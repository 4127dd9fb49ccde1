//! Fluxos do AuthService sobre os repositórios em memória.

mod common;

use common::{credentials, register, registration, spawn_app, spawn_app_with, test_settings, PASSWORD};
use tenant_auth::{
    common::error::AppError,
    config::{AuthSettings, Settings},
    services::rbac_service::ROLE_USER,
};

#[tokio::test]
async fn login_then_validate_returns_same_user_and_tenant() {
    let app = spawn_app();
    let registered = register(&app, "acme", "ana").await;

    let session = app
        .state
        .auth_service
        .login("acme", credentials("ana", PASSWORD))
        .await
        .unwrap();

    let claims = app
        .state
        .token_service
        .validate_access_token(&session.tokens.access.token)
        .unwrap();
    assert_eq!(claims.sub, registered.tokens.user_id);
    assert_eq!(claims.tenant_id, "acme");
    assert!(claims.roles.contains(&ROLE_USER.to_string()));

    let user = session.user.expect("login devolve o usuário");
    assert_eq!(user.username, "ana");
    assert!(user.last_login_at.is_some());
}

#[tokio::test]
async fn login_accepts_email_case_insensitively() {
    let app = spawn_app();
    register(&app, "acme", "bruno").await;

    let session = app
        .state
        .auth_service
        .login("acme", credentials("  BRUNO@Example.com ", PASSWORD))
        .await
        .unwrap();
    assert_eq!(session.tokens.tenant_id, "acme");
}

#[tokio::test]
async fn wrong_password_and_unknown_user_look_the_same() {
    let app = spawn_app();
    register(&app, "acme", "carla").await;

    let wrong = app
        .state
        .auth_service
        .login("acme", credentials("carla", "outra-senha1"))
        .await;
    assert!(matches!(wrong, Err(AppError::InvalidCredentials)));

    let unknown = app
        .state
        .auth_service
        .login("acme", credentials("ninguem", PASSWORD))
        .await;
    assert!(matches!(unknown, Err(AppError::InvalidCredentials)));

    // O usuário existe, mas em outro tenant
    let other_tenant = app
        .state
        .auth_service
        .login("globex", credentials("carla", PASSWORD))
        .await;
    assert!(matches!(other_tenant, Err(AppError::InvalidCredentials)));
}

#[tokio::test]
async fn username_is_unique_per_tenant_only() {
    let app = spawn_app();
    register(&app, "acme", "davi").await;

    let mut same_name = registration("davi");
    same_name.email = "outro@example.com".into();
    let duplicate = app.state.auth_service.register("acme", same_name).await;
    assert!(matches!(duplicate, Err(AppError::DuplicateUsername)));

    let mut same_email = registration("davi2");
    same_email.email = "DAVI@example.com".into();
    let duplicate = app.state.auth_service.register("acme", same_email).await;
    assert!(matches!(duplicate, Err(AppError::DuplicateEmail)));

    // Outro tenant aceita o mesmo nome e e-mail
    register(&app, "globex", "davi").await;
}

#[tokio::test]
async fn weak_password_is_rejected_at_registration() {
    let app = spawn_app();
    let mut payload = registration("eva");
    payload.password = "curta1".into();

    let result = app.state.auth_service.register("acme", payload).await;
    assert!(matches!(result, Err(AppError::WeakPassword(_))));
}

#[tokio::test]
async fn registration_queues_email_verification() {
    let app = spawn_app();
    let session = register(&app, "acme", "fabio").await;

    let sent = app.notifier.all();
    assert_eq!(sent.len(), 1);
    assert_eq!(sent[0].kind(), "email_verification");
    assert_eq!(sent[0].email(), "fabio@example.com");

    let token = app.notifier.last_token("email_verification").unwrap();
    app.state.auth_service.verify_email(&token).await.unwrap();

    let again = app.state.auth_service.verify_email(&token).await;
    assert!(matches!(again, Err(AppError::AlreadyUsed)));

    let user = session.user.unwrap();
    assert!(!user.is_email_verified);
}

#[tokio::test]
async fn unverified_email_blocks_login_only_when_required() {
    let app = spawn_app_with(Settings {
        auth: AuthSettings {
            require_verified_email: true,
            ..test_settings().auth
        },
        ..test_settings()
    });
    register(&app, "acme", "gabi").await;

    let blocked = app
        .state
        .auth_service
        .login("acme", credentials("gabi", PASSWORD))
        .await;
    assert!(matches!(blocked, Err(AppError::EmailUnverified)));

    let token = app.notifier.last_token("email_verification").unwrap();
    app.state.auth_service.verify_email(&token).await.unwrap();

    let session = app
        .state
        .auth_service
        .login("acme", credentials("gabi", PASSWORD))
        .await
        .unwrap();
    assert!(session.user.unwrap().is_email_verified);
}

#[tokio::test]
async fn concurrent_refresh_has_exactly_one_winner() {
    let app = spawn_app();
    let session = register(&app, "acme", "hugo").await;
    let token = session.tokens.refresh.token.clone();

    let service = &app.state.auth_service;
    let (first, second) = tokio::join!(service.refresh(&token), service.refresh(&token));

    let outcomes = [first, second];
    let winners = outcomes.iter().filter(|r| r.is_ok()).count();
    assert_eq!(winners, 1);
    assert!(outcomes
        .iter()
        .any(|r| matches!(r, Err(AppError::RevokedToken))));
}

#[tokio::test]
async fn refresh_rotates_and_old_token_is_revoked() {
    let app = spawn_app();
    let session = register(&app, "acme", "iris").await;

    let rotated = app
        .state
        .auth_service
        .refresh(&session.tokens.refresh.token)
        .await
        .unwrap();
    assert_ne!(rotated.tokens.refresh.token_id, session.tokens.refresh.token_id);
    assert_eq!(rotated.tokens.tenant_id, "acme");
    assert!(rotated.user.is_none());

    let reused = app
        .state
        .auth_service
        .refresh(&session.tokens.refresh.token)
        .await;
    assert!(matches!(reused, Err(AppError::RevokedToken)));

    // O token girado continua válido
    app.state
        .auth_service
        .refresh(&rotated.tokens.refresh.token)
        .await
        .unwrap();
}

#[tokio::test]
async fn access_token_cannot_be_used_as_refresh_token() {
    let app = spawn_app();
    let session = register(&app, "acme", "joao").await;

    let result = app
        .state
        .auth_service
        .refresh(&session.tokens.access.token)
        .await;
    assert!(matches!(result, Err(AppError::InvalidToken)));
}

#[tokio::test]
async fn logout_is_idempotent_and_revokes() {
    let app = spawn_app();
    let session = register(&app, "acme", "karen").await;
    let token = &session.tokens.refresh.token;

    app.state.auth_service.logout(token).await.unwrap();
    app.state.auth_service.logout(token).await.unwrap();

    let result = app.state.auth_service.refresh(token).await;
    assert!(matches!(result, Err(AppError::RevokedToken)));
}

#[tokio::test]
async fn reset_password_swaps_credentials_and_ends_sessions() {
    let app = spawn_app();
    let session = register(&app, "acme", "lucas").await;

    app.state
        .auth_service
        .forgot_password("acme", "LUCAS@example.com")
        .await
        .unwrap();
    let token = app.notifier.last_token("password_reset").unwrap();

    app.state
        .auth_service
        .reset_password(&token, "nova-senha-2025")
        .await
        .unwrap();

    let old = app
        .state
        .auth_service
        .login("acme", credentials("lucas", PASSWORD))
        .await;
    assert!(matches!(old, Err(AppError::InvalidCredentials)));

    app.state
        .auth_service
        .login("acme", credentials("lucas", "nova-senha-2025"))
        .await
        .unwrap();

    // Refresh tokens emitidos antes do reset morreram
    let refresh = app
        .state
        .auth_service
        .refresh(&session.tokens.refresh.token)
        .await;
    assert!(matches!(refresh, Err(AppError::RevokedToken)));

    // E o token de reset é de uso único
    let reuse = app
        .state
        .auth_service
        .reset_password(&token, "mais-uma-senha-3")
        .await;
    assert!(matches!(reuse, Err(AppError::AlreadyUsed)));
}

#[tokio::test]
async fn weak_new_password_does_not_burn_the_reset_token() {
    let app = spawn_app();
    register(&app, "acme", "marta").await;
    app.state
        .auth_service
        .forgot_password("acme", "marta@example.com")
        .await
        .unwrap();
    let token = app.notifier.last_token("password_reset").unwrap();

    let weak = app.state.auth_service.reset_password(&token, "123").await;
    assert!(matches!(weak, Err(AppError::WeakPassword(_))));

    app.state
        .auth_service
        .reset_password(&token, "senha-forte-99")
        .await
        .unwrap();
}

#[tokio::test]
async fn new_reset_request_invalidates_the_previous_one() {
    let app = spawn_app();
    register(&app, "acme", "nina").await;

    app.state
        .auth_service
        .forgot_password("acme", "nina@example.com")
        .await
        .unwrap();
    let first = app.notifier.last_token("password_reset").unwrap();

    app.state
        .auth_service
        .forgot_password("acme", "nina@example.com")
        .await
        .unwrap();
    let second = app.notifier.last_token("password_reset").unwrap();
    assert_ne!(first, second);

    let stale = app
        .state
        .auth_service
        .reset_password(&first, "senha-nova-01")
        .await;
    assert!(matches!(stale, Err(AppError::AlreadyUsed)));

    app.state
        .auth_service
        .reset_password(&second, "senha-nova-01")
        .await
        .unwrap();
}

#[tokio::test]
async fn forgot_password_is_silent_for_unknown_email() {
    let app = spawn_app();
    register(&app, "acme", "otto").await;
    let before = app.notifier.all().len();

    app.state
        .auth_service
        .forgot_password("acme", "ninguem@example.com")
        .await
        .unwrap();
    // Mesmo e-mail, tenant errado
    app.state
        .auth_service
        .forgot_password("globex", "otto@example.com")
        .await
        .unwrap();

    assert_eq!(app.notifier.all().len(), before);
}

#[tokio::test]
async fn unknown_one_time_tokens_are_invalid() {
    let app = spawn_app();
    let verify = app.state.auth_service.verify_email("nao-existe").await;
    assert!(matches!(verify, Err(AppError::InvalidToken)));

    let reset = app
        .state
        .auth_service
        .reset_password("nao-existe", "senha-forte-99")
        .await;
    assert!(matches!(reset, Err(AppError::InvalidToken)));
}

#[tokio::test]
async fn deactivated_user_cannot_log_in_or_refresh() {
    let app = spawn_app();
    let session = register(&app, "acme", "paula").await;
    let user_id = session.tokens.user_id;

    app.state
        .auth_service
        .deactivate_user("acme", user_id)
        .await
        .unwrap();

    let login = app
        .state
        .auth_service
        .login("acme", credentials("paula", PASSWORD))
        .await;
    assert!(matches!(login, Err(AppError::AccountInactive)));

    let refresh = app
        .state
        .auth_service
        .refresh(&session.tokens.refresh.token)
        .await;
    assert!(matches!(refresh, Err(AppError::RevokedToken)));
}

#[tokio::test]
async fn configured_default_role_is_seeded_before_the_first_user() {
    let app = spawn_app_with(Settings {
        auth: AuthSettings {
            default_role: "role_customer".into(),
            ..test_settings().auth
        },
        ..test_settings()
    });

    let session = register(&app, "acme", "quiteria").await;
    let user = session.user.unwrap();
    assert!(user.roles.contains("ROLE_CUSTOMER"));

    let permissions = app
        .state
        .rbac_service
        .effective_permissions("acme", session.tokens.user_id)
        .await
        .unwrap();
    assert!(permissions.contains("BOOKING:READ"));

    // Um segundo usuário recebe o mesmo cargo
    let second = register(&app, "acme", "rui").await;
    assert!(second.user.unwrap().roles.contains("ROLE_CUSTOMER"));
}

* * * * *

Exercise instructions: Please print, exactly and with nothing else, the lines from the first line of the entries through the line containing "let wrong = app".

Output of the exercise:
repository 4127dd9fb49ccde1
//! Fluxos do AuthService sobre os repositórios em memória.

mod common;

use common::{credentials, register, registration, spawn_app, spawn_app_with, test_settings, PASSWORD};
use tenant_auth::{
    common::error::AppError,
    config::{AuthSettings, Settings},
    services::rbac_service::ROLE_USER,
};

#[tokio::test]
async fn login_then_validate_returns_same_user_and_tenant() {
    let app = spawn_app();
    let registered = register(&app, "acme", "ana").await;

    let session = app
        .state
        .auth_service
        .login("acme", credentials("ana", PASSWORD))
        .await
        .unwrap();

    let claims = app
        .state
        .token_service
        .validate_access_token(&session.tokens.access.token)
        .unwrap();
    assert_eq!(claims.sub, registered.tokens.user_id);
    assert_eq!(claims.tenant_id, "acme");
    assert!(claims.roles.contains(&ROLE_USER.to_string()));

    let user = session.user.expect("login devolve o usuário");
    assert_eq!(user.username, "ana");
    assert!(user.last_login_at.is_some());
}

#[tokio::test]
async fn login_accepts_email_case_insensitively() {
    let app = spawn_app();
    register(&app, "acme", "bruno").await;

    let session = app
        .state
        .auth_service
        .login("acme", credentials("  BRUNO@Example.com ", PASSWORD))
        .await
        .unwrap();
    assert_eq!(session.tokens.tenant_id, "acme");
}

#[tokio::test]
async fn wrong_password_and_unknown_user_look_the_same() {
    let app = spawn_app();
    register(&app, "acme", "carla").await;

    let wrong = app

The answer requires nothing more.